Segment Start: Entries supplied

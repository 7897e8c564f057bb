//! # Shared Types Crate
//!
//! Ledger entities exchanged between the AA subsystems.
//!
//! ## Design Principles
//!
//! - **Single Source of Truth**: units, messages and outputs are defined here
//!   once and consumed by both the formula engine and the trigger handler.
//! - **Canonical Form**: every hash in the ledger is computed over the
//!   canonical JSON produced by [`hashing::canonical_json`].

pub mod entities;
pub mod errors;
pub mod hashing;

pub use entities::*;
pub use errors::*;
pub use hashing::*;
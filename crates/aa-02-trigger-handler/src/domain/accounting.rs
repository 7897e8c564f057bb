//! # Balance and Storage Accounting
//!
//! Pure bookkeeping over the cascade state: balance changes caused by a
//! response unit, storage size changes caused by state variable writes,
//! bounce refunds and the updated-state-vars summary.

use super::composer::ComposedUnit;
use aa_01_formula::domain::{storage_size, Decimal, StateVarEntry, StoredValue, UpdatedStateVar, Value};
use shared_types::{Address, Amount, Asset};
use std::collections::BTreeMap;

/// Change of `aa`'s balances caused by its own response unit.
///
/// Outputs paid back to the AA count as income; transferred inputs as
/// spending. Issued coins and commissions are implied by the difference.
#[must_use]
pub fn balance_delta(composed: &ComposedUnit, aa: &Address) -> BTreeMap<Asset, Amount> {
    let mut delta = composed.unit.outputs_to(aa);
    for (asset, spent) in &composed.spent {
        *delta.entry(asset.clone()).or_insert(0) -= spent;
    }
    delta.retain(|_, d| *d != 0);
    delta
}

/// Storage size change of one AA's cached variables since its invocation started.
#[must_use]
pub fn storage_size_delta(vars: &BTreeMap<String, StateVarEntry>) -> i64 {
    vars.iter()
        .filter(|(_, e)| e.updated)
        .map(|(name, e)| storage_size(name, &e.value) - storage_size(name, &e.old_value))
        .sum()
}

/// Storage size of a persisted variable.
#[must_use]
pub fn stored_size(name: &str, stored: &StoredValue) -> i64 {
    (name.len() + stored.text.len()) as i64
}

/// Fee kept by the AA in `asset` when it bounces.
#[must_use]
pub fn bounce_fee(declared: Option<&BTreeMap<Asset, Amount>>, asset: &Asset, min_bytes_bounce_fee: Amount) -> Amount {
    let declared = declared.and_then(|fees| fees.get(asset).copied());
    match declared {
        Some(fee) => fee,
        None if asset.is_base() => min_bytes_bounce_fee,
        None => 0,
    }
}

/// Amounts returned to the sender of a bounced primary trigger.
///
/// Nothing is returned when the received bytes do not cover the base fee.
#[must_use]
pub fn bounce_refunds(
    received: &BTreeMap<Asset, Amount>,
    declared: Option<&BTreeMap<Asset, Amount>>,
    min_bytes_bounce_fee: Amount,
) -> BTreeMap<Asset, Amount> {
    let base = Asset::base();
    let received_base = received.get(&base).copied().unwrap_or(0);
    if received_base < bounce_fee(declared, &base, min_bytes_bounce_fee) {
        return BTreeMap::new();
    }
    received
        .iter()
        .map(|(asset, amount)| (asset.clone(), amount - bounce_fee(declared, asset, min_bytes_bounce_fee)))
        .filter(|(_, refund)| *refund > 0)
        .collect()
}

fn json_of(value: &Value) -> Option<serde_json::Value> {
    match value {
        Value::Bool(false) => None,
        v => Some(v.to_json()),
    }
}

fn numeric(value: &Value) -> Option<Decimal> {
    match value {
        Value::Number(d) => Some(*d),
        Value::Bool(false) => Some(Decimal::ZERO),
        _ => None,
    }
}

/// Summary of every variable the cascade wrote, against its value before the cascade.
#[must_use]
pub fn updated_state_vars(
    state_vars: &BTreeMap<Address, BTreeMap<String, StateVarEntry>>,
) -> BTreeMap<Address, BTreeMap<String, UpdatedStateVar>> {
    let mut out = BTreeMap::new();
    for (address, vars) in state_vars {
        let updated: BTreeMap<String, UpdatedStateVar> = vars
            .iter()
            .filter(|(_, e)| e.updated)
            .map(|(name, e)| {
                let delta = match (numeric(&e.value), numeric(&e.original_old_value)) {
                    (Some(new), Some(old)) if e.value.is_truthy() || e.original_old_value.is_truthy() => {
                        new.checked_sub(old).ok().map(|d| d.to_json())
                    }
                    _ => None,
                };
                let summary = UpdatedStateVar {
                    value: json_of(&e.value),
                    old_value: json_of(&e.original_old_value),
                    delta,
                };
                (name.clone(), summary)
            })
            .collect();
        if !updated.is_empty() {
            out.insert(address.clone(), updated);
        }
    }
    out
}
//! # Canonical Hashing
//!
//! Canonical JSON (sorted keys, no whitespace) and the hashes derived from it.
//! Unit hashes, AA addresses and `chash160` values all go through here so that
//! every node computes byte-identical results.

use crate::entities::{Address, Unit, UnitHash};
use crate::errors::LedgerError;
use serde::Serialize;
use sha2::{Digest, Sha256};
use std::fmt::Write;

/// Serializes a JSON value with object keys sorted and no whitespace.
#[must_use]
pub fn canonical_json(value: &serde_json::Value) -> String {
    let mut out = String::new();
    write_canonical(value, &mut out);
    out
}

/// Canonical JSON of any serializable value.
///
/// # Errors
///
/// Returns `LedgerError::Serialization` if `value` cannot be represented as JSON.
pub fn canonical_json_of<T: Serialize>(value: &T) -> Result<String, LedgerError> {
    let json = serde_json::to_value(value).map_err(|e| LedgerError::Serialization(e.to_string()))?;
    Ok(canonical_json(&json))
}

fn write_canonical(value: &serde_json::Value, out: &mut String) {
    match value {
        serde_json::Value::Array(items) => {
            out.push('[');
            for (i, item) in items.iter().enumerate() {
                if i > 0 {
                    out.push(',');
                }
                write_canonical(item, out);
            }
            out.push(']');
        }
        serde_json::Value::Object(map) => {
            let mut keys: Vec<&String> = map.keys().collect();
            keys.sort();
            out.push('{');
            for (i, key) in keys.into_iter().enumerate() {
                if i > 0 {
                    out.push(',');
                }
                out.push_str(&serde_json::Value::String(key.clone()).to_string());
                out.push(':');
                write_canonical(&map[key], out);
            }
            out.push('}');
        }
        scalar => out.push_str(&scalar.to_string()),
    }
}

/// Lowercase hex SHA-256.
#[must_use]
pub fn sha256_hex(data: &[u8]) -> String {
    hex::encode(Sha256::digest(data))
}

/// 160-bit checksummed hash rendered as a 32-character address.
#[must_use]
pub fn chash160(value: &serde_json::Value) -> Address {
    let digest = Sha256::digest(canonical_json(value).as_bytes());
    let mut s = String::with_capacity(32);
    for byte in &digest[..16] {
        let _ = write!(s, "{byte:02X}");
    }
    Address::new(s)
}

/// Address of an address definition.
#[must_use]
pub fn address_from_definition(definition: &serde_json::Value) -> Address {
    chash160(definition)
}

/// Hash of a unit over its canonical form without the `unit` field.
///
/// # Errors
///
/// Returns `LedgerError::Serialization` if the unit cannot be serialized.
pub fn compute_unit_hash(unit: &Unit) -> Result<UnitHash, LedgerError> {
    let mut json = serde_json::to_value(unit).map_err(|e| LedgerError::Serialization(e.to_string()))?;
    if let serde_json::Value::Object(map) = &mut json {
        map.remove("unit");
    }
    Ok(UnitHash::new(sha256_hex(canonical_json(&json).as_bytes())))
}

Segment End: Entries supplied

> **Activity**: The answer should be an exact copy of the data.

> **Solution**:
repository 7897e8c564f057bb
//! # Shared Types Crate
//!
//! Ledger entities exchanged between the AA subsystems.
//!
//! ## Design Principles
//!
//! - **Single Source of Truth**: units, messages and outputs are defined here
//!   once and consumed by both the formula engine and the trigger handler.
//! - **Canonical Form**: every hash in the ledger is computed over the
//!   canonical JSON produced by [`hashing::canonical_json`].

pub mod entities;
pub mod errors;
pub mod hashing;

pub use entities::*;
pub use errors::*;
pub use hashing::*;
filename crates/aa-02-trigger-handler/src/domain/accounting.rs
repository 7897e8c564f057bb
//! # Balance and Storage Accounting
//!
//! Pure bookkeeping over the cascade state: balance changes caused by a
//! response unit, storage size changes caused by state variable writes,
//! bounce refunds and the updated-state-vars summary.

use super::composer::ComposedUnit;
use aa_01_formula::domain::{storage_size, Decimal, StateVarEntry, StoredValue, UpdatedStateVar, Value};
use shared_types::{Address, Amount, Asset};
use std::collections::BTreeMap;

/// Change of `aa`'s balances caused by its own response unit.
///
/// Outputs paid back to the AA count as income; transferred inputs as
/// spending. Issued coins and commissions are implied by the difference.
#[must_use]
pub fn balance_delta(composed: &ComposedUnit, aa: &Address) -> BTreeMap<Asset, Amount> {
    let mut delta = composed.unit.outputs_to(aa);
    for (asset, spent) in &composed.spent {
        *delta.entry(asset.clone()).or_insert(0) -= spent;
    }
    delta.retain(|_, d| *d != 0);
    delta
}

/// Storage size change of one AA's cached variables since its invocation started.
#[must_use]
pub fn storage_size_delta(vars: &BTreeMap<String, StateVarEntry>) -> i64 {
    vars.iter()
        .filter(|(_, e)| e.updated)
        .map(|(name, e)| storage_size(name, &e.value) - storage_size(name, &e.old_value))
        .sum()
}

/// Storage size of a persisted variable.
#[must_use]
pub fn stored_size(name: &str, stored: &StoredValue) -> i64 {
    (name.len() + stored.text.len()) as i64
}

/// Fee kept by the AA in `asset` when it bounces.
#[must_use]
pub fn bounce_fee(declared: Option<&BTreeMap<Asset, Amount>>, asset: &Asset, min_bytes_bounce_fee: Amount) -> Amount {
    let declared = declared.and_then(|fees| fees.get(asset).copied());
    match declared {
        Some(fee) => fee,
        None if asset.is_base() => min_bytes_bounce_fee,
        None => 0,
    }
}

/// Amounts returned to the sender of a bounced primary trigger.
///
/// Nothing is returned when the received bytes do not cover the base fee.
#[must_use]
pub fn bounce_refunds(
    received: &BTreeMap<Asset, Amount>,
    declared: Option<&BTreeMap<Asset, Amount>>,
    min_bytes_bounce_fee: Amount,
) -> BTreeMap<Asset, Amount> {
    let base = Asset::base();
    let received_base = received.get(&base).copied().unwrap_or(0);
    if received_base < bounce_fee(declared, &base, min_bytes_bounce_fee) {
        return BTreeMap::new();
    }
    received
        .iter()
        .map(|(asset, amount)| (asset.clone(), amount - bounce_fee(declared, asset, min_bytes_bounce_fee)))
        .filter(|(_, refund)| *refund > 0)
        .collect()
}

fn json_of(value: &Value) -> Option<serde_json::Value> {
    match value {
        Value::Bool(false) => None,
        v => Some(v.to_json()),
    }
}

fn numeric(value: &Value) -> Option<Decimal> {
    match value {
        Value::Number(d) => Some(*d),
        Value::Bool(false) => Some(Decimal::ZERO),
        _ => None,
    }
}

/// Summary of every variable the cascade wrote, against its value before the cascade.
#[must_use]
pub fn updated_state_vars(
    state_vars: &BTreeMap<Address, BTreeMap<String, StateVarEntry>>,
) -> BTreeMap<Address, BTreeMap<String, UpdatedStateVar>> {
    let mut out = BTreeMap::new();
    for (address, vars) in state_vars {
        let updated: BTreeMap<String, UpdatedStateVar> = vars
            .iter()
            .filter(|(_, e)| e.updated)
            .map(|(name, e)| {
                let delta = match (numeric(&e.value), numeric(&e.original_old_value)) {
                    (Some(new), Some(old)) if e.value.is_truthy() || e.original_old_value.is_truthy() => {
                        new.checked_sub(old).ok().map(|d| d.to_json())
                    }
                    _ => None,
                };
                let summary = UpdatedStateVar {
                    value: json_of(&e.value),
                    old_value: json_of(&e.original_old_value),
                    delta,
                };
                (name.clone(), summary)
            })
            .collect();
        if !updated.is_empty() {
            out.insert(address.clone(), updated);
        }
    }
    out
}
//! # Canonical Hashing
//!
//! Canonical JSON (sorted keys, no whitespace) and the hashes derived from it.
//! Unit hashes, AA addresses and `chash160` values all go through here so that
//! every node computes byte-identical results.

use crate::entities::{Address, Unit, UnitHash};
use crate::errors::LedgerError;
use serde::Serialize;
use sha2::{Digest, Sha256};
use std::fmt::Write;

/// Serializes a JSON value with object keys sorted and no whitespace.
#[must_use]
pub fn canonical_json(value: &serde_json::Value) -> String {
    let mut out = String::new();
    write_canonical(value, &mut out);
    out
}

/// Canonical JSON of any serializable value.
///
/// # Errors
///
/// Returns `LedgerError::Serialization` if `value` cannot be represented as JSON.
pub fn canonical_json_of<T: Serialize>(value: &T) -> Result<String, LedgerError> {
    let json = serde_json::to_value(value).map_err(|e| LedgerError::Serialization(e.to_string()))?;
    Ok(canonical_json(&json))
}

fn write_canonical(value: &serde_json::Value, out: &mut String) {
    match value {
        serde_json::Value::Array(items) => {
            out.push('[');
            for (i, item) in items.iter().enumerate() {
                if i > 0 {
                    out.push(',');
                }
                write_canonical(item, out);
            }
            out.push(']');
        }
        serde_json::Value::Object(map) => {
            let mut keys: Vec<&String> = map.keys().collect();
            keys.sort();
            out.push('{');
            for (i, key) in keys.into_iter().enumerate() {
                if i > 0 {
                    out.push(',');
                }
                out.push_str(&serde_json::Value::String(key.clone()).to_string());
                out.push(':');
                write_canonical(&map[key], out);
            }
            out.push('}');
        }
        scalar => out.push_str(&scalar.to_string()),
    }
}

/// Lowercase hex SHA-256.
#[must_use]
pub fn sha256_hex(data: &[u8]) -> String {
    hex::encode(Sha256::digest(data))
}

/// 160-bit checksummed hash rendered as a 32-character address.
#[must_use]
pub fn chash160(value: &serde_json::Value) -> Address {
    let digest = Sha256::digest(canonical_json(value).as_bytes());
    let mut s = String::with_capacity(32);
    for byte in &digest[..16] {
        let _ = write!(s, "{byte:02X}");
    }
    Address::new(s)
}

/// Address of an address definition.
#[must_use]
pub fn address_from_definition(definition: &serde_json::Value) -> Address {
    chash160(definition)
}

/// Hash of a unit over its canonical form without the `unit` field.
///
/// # Errors
///
/// Returns `LedgerError::Serialization` if the unit cannot be serialized.
pub fn compute_unit_hash(unit: &Unit) -> Result<UnitHash, LedgerError> {
    let mut json = serde_json::to_value(unit).map_err(|e| LedgerError::Serialization(e.to_string()))?;
    if let serde_json::Value::Object(map) = &mut json {
        map.remove("unit");
    }
    Ok(UnitHash::new(sha256_hex(canonical_json(&json).as_bytes())))
}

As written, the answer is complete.